In 1962, for the first time in American history, the U.S. Supreme Court ruled against prayer in public schools in the Engel v. Vitale case.
However, I had no knowledge of the prohibition against prayer in public schools when I entered first grade at Catoosa (Oklahoma) Elementary School in 1973. Each day, my teacher opened the school day with a prayer. She would ask a student to lead the prayer. If one declined, she would ask the next student in line until one wanted to say a prayer.
My first grade teacher wanted her students to have the opportunity to seek God each morning. Without fanfare, she defied the U.S. Supreme Court's rulings because she had always allowed her students to pray, and it was a matter of conviction with her. She wanted her students to have a chance to know the Lord. More than 10 years after it became illegal, my teacher continued to allow her students to seek God in a public school classroom.
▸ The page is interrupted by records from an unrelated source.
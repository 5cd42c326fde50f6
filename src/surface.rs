//! The canvas surface: a fixed-size viewport with one ordered render list.
//!
//! Structural changes (`add_element` / `remove_element`) only become visible after `commit()`,
//! which snapshots the render list into the frame that is painted and hit-tested. Callers batch
//! any number of changes and commit once before handing control back.

use egui::{Context, Painter, Pos2, Rect, Vec2};
use log::{debug, info, warn};

use crate::element::{Element, ElementType, Interaction};
use crate::error::{EditorError, EditorResult};
use crate::event::EditorEvent;
use crate::id_generator::ElementId;
use crate::texture_manager::TextureManager;

pub const DEFAULT_CONTAINER: &str = "container";

/// A named place in the host UI a surface can be bound to
#[derive(Debug, Clone, PartialEq, Eq)]
pub struct MountPoint {
    name: String,
}

impl MountPoint {
    pub fn new(name: impl Into<String>) -> Self {
        Self { name: name.into() }
    }

    pub fn name(&self) -> &str {
        &self.name
    }
}

/// An element on the render list together with where it is currently drawn.
/// Dragging moves the drawn position only.
#[derive(Debug)]
struct RenderNode {
    element: ElementType,
    screen_position: Pos2,
}

#[derive(Debug)]
pub struct CanvasSurface {
    container: String,
    viewport: Vec2,
    nodes: Vec<RenderNode>,
    /// Ids visible as of the last commit, bottom to top
    frame: Vec<ElementId>,
    frame_version: u64,
    dirty: bool,
    torn_down: bool,
    textures: TextureManager,
}

impl CanvasSurface {
    /// Binds a new surface to the mount point called `container`
    pub fn initialize(mounts: &[MountPoint], container: &str, viewport: Vec2) -> EditorResult<Self> {
        if !mounts.iter().any(|m| m.name() == container) {
            return Err(EditorError::MountFailure(container.to_owned()));
        }

        info!(
            "Canvas surface mounted on `{}` ({}x{})",
            container, viewport.x, viewport.y
        );

        Ok(Self {
            container: container.to_owned(),
            viewport,
            nodes: Vec::new(),
            frame: Vec::new(),
            frame_version: 0,
            dirty: false,
            torn_down: false,
            textures: TextureManager::new(),
        })
    }

    pub fn container(&self) -> &str {
        &self.container
    }

    pub fn viewport(&self) -> Vec2 {
        self.viewport
    }

    /// Appends an element on top of the render list
    pub fn add_element(&mut self, element: ElementType) {
        if self.torn_down {
            warn!("Ignoring add of {} {} after teardown", element.kind(), element.id());
            return;
        }
        debug!("Surface add {} {}", element.kind(), element.id());
        self.nodes.push(RenderNode {
            screen_position: element.position(),
            element,
        });
        self.dirty = true;
    }

    /// Detaches an element and releases its rendering resources.
    /// Removing an element that is not on the surface does nothing.
    pub fn remove_element(&mut self, id: ElementId) -> Option<ElementType> {
        let index = self.nodes.iter().position(|n| n.element.id() == id)?;
        let node = self.nodes.remove(index);
        self.textures.release(id);
        self.dirty = true;
        debug!("Surface remove {} {}", node.element.kind(), id);
        Some(node.element)
    }

    /// Redraws the current render list
    pub fn commit(&mut self) {
        if self.torn_down {
            return;
        }
        self.frame = self.nodes.iter().map(|n| n.element.id()).collect();
        self.frame_version += 1;
        self.dirty = false;
    }

    /// Releases the whole surface. Later mutations are ignored.
    pub fn teardown(&mut self) {
        if self.torn_down {
            return;
        }
        info!("Tearing down canvas surface ({} elements)", self.nodes.len());
        self.nodes.clear();
        self.frame.clear();
        self.textures.clear();
        self.dirty = false;
        self.torn_down = true;
    }

    pub fn is_torn_down(&self) -> bool {
        self.torn_down
    }

    pub fn element(&self, id: ElementId) -> Option<&ElementType> {
        self.node(id).map(|n| &n.element)
    }

    pub fn element_mut(&mut self, id: ElementId) -> Option<&mut ElementType> {
        self.nodes
            .iter_mut()
            .find(|n| n.element.id() == id)
            .map(|n| &mut n.element)
    }

    /// All elements on the render list, committed or not, bottom to top
    pub fn elements(&self) -> impl Iterator<Item = &ElementType> {
        self.nodes.iter().map(|n| &n.element)
    }

    pub fn len(&self) -> usize {
        self.nodes.len()
    }

    pub fn is_empty(&self) -> bool {
        self.nodes.is_empty()
    }

    /// Ids drawn by the last commit, bottom to top
    pub fn visible_ids(&self) -> &[ElementId] {
        &self.frame
    }

    pub fn frame_version(&self) -> u64 {
        self.frame_version
    }

    pub fn has_uncommitted_changes(&self) -> bool {
        self.dirty
    }

    /// Where the element is drawn right now, in canvas coordinates
    pub fn screen_position(&self, id: ElementId) -> Option<Pos2> {
        self.node(id).map(|n| n.screen_position)
    }

    /// Topmost visible element under `pos`
    pub fn hit_test(&self, pos: Pos2) -> Option<ElementId> {
        self.frame.iter().rev().copied().find(|id| {
            self.node(*id)
                .is_some_and(|n| n.element.rect_at(n.screen_position).contains(pos))
        })
    }

    /// Delivers a click at `pos` to the topmost element under it
    pub fn click(&self, pos: Pos2) -> Vec<EditorEvent> {
        let Some(node) = self.hit_test(pos).and_then(|id| self.node(id)) else {
            return Vec::new();
        };
        node.element.emit(Interaction::Click, node.screen_position)
    }

    /// Moves the drawn position of a visible element. Returns false if nothing moved.
    pub fn drag_by(&mut self, id: ElementId, delta: Vec2) -> bool {
        if !self.frame.contains(&id) {
            return false;
        }
        match self.nodes.iter_mut().find(|n| n.element.id() == id) {
            Some(node) if node.element.draggable() => {
                node.screen_position += delta;
                true
            }
            _ => false,
        }
    }

    /// Finishes a drag gesture and runs the element's drag-end subscriptions
    pub fn end_drag(&self, id: ElementId) -> Vec<EditorEvent> {
        match self.node(id) {
            Some(node) => node.element.emit(Interaction::DragEnd, node.screen_position),
            None => Vec::new(),
        }
    }

    /// Paints the committed frame with the canvas' top-left corner at `origin`
    pub fn paint(&mut self, ctx: &Context, painter: &Painter, origin: Pos2) {
        let viewport = Rect::from_min_size(origin, self.viewport);
        let painter = painter.with_clip_rect(viewport);

        let Self {
            frame,
            nodes,
            textures,
            ..
        } = self;

        for id in frame.iter() {
            let Some(node) = nodes.iter().find(|n| n.element.id() == *id) else {
                continue;
            };
            let rect = node
                .element
                .rect_at(origin + node.screen_position.to_vec2());

            let texture = match &node.element {
                ElementType::Image(image) => {
                    match textures.get_or_create(*id, image.decoded().pixels(), ctx) {
                        Ok(texture) => Some(texture),
                        Err(err) => {
                            warn!("No texture for image {}: {}", id, err);
                            None
                        }
                    }
                }
                ElementType::Text(_) => None,
            };

            node.element.draw(&painter, rect, texture);
        }
    }

    fn node(&self, id: ElementId) -> Option<&RenderNode> {
        self.nodes.iter().find(|n| n.element.id() == id)
    }
}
At the time, I did not know enough to appreciate what she was doing. I did not know that she was engaging in civil disobedience. But I knew that she was a woman of faith and conviction. She may not have been an activist, but she was active and courageous in living out her faith in Christ.
She was a "Daniel" in government service who continued the habit of prayer after it had been forbidden by the highest authority in the land. She was my teacher. She was my role model. And, most importantly, she was my grandmother.
Thank you, Granny Laudett. You have been gone for a decade now, but I still appreciate your life of quiet courage and faith. In my own way and in my own circumstances, I want to follow your example.